Task input:
= = =

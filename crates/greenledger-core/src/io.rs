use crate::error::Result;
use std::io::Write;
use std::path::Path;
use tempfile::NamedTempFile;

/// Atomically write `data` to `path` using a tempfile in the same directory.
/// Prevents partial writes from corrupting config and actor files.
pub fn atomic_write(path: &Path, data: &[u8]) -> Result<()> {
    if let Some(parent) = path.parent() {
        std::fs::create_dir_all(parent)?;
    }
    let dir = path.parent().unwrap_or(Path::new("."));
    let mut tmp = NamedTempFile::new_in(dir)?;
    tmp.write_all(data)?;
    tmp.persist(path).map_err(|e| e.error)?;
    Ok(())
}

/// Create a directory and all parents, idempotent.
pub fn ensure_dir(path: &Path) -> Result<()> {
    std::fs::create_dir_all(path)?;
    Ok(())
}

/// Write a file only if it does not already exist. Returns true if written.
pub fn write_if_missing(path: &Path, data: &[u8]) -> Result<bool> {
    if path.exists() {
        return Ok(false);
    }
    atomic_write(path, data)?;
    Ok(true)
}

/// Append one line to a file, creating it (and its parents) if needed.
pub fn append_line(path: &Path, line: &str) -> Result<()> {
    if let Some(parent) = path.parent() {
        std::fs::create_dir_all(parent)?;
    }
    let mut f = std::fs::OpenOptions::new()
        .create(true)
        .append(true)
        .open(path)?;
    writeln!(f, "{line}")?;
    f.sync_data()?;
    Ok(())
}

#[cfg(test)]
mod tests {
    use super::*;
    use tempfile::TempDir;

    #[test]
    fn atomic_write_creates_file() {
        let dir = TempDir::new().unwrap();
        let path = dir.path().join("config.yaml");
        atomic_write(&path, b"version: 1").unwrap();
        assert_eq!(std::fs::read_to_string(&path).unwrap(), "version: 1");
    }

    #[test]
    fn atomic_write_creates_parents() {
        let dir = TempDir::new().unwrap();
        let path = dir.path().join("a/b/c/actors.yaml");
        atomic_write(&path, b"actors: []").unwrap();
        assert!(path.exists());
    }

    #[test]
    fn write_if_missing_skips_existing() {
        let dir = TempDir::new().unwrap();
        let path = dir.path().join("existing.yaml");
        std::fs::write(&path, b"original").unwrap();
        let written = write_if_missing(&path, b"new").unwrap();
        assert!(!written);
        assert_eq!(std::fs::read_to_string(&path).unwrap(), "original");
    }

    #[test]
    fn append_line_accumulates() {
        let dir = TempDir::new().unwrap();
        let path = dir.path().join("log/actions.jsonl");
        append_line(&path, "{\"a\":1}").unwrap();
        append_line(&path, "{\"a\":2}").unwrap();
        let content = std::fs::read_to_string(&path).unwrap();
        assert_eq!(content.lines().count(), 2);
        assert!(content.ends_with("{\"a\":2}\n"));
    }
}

= = =

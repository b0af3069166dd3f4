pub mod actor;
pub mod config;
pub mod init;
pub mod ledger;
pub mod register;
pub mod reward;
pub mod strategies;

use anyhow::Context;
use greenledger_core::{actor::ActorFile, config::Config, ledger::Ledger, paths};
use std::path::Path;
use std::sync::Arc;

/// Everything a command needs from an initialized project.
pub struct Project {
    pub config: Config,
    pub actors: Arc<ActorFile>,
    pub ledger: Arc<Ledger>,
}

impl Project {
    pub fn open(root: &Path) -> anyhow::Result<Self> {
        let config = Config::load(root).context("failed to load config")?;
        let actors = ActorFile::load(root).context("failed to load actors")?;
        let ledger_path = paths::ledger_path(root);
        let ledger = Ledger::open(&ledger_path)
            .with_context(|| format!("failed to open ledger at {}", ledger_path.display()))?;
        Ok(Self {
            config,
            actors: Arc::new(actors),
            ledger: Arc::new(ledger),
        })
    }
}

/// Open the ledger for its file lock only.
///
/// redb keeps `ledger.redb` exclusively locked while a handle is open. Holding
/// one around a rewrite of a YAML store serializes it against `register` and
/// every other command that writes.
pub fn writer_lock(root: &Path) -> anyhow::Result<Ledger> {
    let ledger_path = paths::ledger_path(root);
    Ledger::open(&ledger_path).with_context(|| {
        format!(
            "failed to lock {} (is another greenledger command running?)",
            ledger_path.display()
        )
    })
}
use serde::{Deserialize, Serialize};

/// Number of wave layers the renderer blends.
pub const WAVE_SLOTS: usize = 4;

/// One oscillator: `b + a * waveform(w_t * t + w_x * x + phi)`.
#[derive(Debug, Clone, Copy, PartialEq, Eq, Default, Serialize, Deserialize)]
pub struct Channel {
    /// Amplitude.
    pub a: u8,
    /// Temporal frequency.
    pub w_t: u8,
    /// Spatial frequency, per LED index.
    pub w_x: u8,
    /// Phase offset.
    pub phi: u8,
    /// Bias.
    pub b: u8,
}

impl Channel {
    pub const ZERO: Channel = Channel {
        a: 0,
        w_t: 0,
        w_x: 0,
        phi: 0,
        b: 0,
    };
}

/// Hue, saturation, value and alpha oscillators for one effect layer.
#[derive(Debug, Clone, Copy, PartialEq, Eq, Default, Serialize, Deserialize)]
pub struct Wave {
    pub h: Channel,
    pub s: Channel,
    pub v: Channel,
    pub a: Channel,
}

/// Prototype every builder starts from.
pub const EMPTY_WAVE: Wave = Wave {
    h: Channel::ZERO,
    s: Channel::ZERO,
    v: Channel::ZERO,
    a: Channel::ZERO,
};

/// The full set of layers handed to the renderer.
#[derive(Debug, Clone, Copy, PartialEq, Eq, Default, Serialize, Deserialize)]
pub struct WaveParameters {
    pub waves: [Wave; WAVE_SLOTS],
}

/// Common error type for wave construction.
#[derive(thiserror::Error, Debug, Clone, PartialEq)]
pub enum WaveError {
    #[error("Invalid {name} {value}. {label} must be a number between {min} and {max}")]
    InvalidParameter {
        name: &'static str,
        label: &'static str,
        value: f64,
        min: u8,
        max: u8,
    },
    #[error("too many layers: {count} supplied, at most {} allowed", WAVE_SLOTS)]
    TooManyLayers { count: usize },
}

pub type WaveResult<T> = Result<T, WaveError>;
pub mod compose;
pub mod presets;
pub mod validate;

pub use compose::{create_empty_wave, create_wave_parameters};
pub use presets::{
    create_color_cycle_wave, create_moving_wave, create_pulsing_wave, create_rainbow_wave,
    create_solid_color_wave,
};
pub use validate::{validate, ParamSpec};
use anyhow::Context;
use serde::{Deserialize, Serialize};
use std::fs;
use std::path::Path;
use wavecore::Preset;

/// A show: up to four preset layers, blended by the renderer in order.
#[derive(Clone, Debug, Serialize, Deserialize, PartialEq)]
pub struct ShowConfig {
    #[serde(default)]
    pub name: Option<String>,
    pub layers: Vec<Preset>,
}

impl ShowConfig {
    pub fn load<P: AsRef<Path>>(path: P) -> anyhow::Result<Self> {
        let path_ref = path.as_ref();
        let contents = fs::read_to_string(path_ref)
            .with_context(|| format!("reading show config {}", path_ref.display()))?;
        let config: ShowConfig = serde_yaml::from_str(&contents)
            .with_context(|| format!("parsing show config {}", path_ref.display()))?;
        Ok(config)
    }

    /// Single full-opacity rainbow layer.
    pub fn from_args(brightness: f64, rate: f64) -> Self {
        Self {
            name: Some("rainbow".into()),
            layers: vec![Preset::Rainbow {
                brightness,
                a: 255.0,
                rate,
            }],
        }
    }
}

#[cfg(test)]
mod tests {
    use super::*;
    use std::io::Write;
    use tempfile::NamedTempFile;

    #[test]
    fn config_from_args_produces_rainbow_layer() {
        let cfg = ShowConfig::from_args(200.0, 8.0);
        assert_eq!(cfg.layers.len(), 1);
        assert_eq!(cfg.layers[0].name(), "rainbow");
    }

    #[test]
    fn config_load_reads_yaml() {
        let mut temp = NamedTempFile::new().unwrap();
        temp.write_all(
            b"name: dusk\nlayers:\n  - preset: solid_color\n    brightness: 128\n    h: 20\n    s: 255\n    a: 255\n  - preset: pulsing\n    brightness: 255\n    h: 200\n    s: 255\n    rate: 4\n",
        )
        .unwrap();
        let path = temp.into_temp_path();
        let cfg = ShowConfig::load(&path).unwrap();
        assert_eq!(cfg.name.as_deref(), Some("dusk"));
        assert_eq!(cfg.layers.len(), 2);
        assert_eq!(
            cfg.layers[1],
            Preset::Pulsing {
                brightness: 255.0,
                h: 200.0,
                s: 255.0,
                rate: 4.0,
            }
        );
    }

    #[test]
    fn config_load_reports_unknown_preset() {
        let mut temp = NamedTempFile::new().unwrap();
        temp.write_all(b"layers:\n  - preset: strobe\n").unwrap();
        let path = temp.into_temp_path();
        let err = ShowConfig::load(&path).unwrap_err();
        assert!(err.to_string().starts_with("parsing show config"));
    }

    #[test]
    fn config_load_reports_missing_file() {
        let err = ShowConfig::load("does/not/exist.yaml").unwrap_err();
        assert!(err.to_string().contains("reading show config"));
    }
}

= = =

What is expected:
Return every line above in which the string "Result" occurs.

Written solution:
use crate::error::Result;
pub fn atomic_write(path: &Path, data: &[u8]) -> Result<()> {
pub fn ensure_dir(path: &Path) -> Result<()> {
pub fn write_if_missing(path: &Path, data: &[u8]) -> Result<bool> {
pub fn append_line(path: &Path, line: &str) -> Result<()> {
    pub fn open(root: &Path) -> anyhow::Result<Self> {
pub fn writer_lock(root: &Path) -> anyhow::Result<Ledger> {
pub type WaveResult<T> = Result<T, WaveError>;
    pub fn load<P: AsRef<Path>>(path: P) -> anyhow::Result<Self> {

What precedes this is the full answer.